■ Task instructions:
Repeat the entries beneath in their entirety, precisely as given.

■ Saved data entries:
mod common;

use renderer::{InteractionDispatcher, InteractionMode, LoopState, PreviewPhase};

use common::{cached_preview, link, preview};

#[test]
fn pointer_hover_shows_and_hides_the_preview() {
    let mut preview = cached_preview(800, 600, &["/a.jpg"]);
    let mut dispatcher = InteractionDispatcher::new(InteractionMode::Pointer);
    let link = link("/a.jpg", Some("https://example.com/a"));
    let field_before = preview.engine().field().clone();

    dispatcher.hover_enter(&mut preview, &link);

    assert!(dispatcher.canvas_visible());
    assert_eq!(dispatcher.phase(), PreviewPhase::Previewing);
    assert_eq!(preview.loop_state(), LoopState::Running);
    assert_eq!(preview.engine().time(), 0.0);
    assert_ne!(preview.engine().field(), &field_before);
    assert_eq!(
        preview.engine().active_image().copied(),
        preview.lookup("/a.jpg").map(|image| image.handle)
    );

    dispatcher.hover_leave(&mut preview);

    assert!(!dispatcher.canvas_visible());
    assert_eq!(dispatcher.phase(), PreviewPhase::Idle);
    assert_eq!(preview.loop_state(), LoopState::Stopped);
    assert_eq!(preview.scheduler().outstanding(), 0);
}

#[test]
fn touch_tap_remembers_target_and_outside_tap_clears_it() {
    let mut preview = cached_preview(800, 600, &["/a.jpg"]);
    let mut dispatcher = InteractionDispatcher::new(InteractionMode::Touch);
    let link = link("/a.jpg", Some("https://example.com/a"));

    dispatcher.tap(&mut preview, &link);

    assert_eq!(dispatcher.phase(), PreviewPhase::Previewing);
    assert!(dispatcher.canvas_visible());
    assert!(dispatcher.confirm_visible());
    assert_eq!(dispatcher.remembered(), Some("https://example.com/a"));
    assert_eq!(preview.loop_state(), LoopState::Running);

    dispatcher.tap_outside(&mut preview);

    assert_eq!(dispatcher.phase(), PreviewPhase::Idle);
    assert!(!dispatcher.canvas_visible());
    assert!(!dispatcher.confirm_visible());
    assert_eq!(dispatcher.remembered(), None);
    assert_eq!(preview.loop_state(), LoopState::Stopped);
}

#[test]
fn confirm_requests_navigation_and_keeps_state() {
    let mut preview = cached_preview(800, 600, &["/a.jpg"]);
    let mut dispatcher = InteractionDispatcher::new(InteractionMode::Touch);
    assert!(dispatcher.tap_confirm().is_none());

    dispatcher.tap(&mut preview, &link("/a.jpg", Some("https://example.com/a")));
    let request = dispatcher.tap_confirm().expect("navigation request");

    assert_eq!(request.url, "https://example.com/a");
    assert!(request.new_context);
    assert_eq!(dispatcher.phase(), PreviewPhase::Previewing);
    assert!(dispatcher.confirm_visible());
    assert_eq!(preview.loop_state(), LoopState::Running);
}

#[test]
fn events_from_the_other_mode_are_ignored() {
    let mut preview = cached_preview(800, 600, &["/a.jpg"]);
    let link = link("/a.jpg", Some("https://example.com/a"));

    let mut pointer = InteractionDispatcher::new(InteractionMode::Pointer);
    pointer.tap(&mut preview, &link);
    assert_eq!(pointer.phase(), PreviewPhase::Idle);
    assert_eq!(preview.loop_state(), LoopState::Stopped);
    assert!(pointer.tap_confirm().is_none());

    let mut touch = InteractionDispatcher::new(InteractionMode::Touch);
    touch.hover_enter(&mut preview, &link);
    assert_eq!(touch.phase(), PreviewPhase::Idle);
    assert!(!touch.canvas_visible());
    assert_eq!(preview.loop_state(), LoopState::Stopped);
}

#[test]
fn missing_image_keeps_previous_texture_but_still_animates() {
    let mut preview = cached_preview(800, 600, &["/a.jpg"]);
    let mut dispatcher = InteractionDispatcher::new(InteractionMode::Pointer);

    dispatcher.hover_enter(&mut preview, &link("/a.jpg", None));
    let shown = preview.engine().active_image().copied();
    dispatcher.hover_leave(&mut preview);

    dispatcher.hover_enter(&mut preview, &link("/not-loaded.jpg", None));
    assert_eq!(preview.engine().active_image().copied(), shown);
    assert!(dispatcher.canvas_visible());
    assert_eq!(preview.loop_state(), LoopState::Running);
}

#[test]
fn touch_tap_without_href_remembers_nothing() {
    let mut preview = preview(800, 600);
    let mut dispatcher = InteractionDispatcher::new(InteractionMode::Touch);
    dispatcher.tap(&mut preview, &link("/a.jpg", None));
    assert_eq!(dispatcher.phase(), PreviewPhase::Previewing);
    assert_eq!(dispatcher.remembered(), None);
    assert!(dispatcher.tap_confirm().is_none());
    // No image was cached, so the placeholder stays bound.
    assert_eq!(preview.engine().backend().bound, None);
}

■ Solution to this exercise:
mod common;

use renderer::{InteractionDispatcher, InteractionMode, LoopState, PreviewPhase};

use common::{cached_preview, link, preview};

#[test]
fn pointer_hover_shows_and_hides_the_preview() {
    let mut preview = cached_preview(800, 600, &["/a.jpg"]);
    let mut dispatcher = InteractionDispatcher::new(InteractionMode::Pointer);
    let link = link("/a.jpg", Some("https://example.com/a"));
    let field_before = preview.engine().field().clone();

    dispatcher.hover_enter(&mut preview, &link);

    assert!(dispatcher.canvas_visible());
    assert_eq!(dispatcher.phase(), PreviewPhase::Previewing);
    assert_eq!(preview.loop_state(), LoopState::Running);
    assert_eq!(preview.engine().time(), 0.0);
    assert_ne!(preview.engine().field(), &field_before);
    assert_eq!(
        preview.engine().active_image().copied(),
        preview.lookup("/a.jpg").map(|image| image.handle)
    );

    dispatcher.hover_leave(&mut preview);

    assert!(!dispatcher.canvas_visible());
    assert_eq!(dispatcher.phase(), PreviewPhase::Idle);
    assert_eq!(preview.loop_state(), LoopState::Stopped);
    assert_eq!(preview.scheduler().outstanding(), 0);
}

#[test]
fn touch_tap_remembers_target_and_outside_tap_clears_it() {
    let mut preview = cached_preview(800, 600, &["/a.jpg"]);
    let mut dispatcher = InteractionDispatcher::new(InteractionMode::Touch);
    let link = link("/a.jpg", Some("https://example.com/a"));

    dispatcher.tap(&mut preview, &link);

    assert_eq!(dispatcher.phase(), PreviewPhase::Previewing);
    assert!(dispatcher.canvas_visible());
    assert!(dispatcher.confirm_visible());
    assert_eq!(dispatcher.remembered(), Some("https://example.com/a"));
    assert_eq!(preview.loop_state(), LoopState::Running);

    dispatcher.tap_outside(&mut preview);

    assert_eq!(dispatcher.phase(), PreviewPhase::Idle);
    assert!(!dispatcher.canvas_visible());
    assert!(!dispatcher.confirm_visible());
    assert_eq!(dispatcher.remembered(), None);
    assert_eq!(preview.loop_state(), LoopState::Stopped);
}

#[test]
fn confirm_requests_navigation_and_keeps_state() {
    let mut preview = cached_preview(800, 600, &["/a.jpg"]);
    let mut dispatcher = InteractionDispatcher::new(InteractionMode::Touch);
    assert!(dispatcher.tap_confirm().is_none());

    dispatcher.tap(&mut preview, &link("/a.jpg", Some("https://example.com/a")));
    let request = dispatcher.tap_confirm().expect("navigation request");

    assert_eq!(request.url, "https://example.com/a");
    assert!(request.new_context);
    assert_eq!(dispatcher.phase(), PreviewPhase::Previewing);
    assert!(dispatcher.confirm_visible());
    assert_eq!(preview.loop_state(), LoopState::Running);
}

#[test]
fn events_from_the_other_mode_are_ignored() {
    let mut preview = cached_preview(800, 600, &["/a.jpg"]);
    let link = link("/a.jpg", Some("https://example.com/a"));

    let mut pointer = InteractionDispatcher::new(InteractionMode::Pointer);
    pointer.tap(&mut preview, &link);
    assert_eq!(pointer.phase(), PreviewPhase::Idle);
    assert_eq!(preview.loop_state(), LoopState::Stopped);
    assert!(pointer.tap_confirm().is_none());

    let mut touch = InteractionDispatcher::new(InteractionMode::Touch);
    touch.hover_enter(&mut preview, &link);
    assert_eq!(touch.phase(), PreviewPhase::Idle);
    assert!(!touch.canvas_visible());
    assert_eq!(preview.loop_state(), LoopState::Stopped);
}

#[test]
fn missing_image_keeps_previous_texture_but_still_animates() {
    let mut preview = cached_preview(800, 600, &["/a.jpg"]);
    let mut dispatcher = InteractionDispatcher::new(InteractionMode::Pointer);

    dispatcher.hover_enter(&mut preview, &link("/a.jpg", None));
    let shown = preview.engine().active_image().copied();
    dispatcher.hover_leave(&mut preview);

    dispatcher.hover_enter(&mut preview, &link("/not-loaded.jpg", None));
    assert_eq!(preview.engine().active_image().copied(), shown);
    assert!(dispatcher.canvas_visible());
    assert_eq!(preview.loop_state(), LoopState::Running);
}

#[test]
fn touch_tap_without_href_remembers_nothing() {
    let mut preview = preview(800, 600);
    let mut dispatcher = InteractionDispatcher::new(InteractionMode::Touch);
    dispatcher.tap(&mut preview, &link("/a.jpg", None));
    assert_eq!(dispatcher.phase(), PreviewPhase::Previewing);
    assert_eq!(dispatcher.remembered(), None);
    assert!(dispatcher.tap_confirm().is_none());
    // No image was cached, so the placeholder stays bound.
    assert_eq!(preview.engine().backend().bound, None);
}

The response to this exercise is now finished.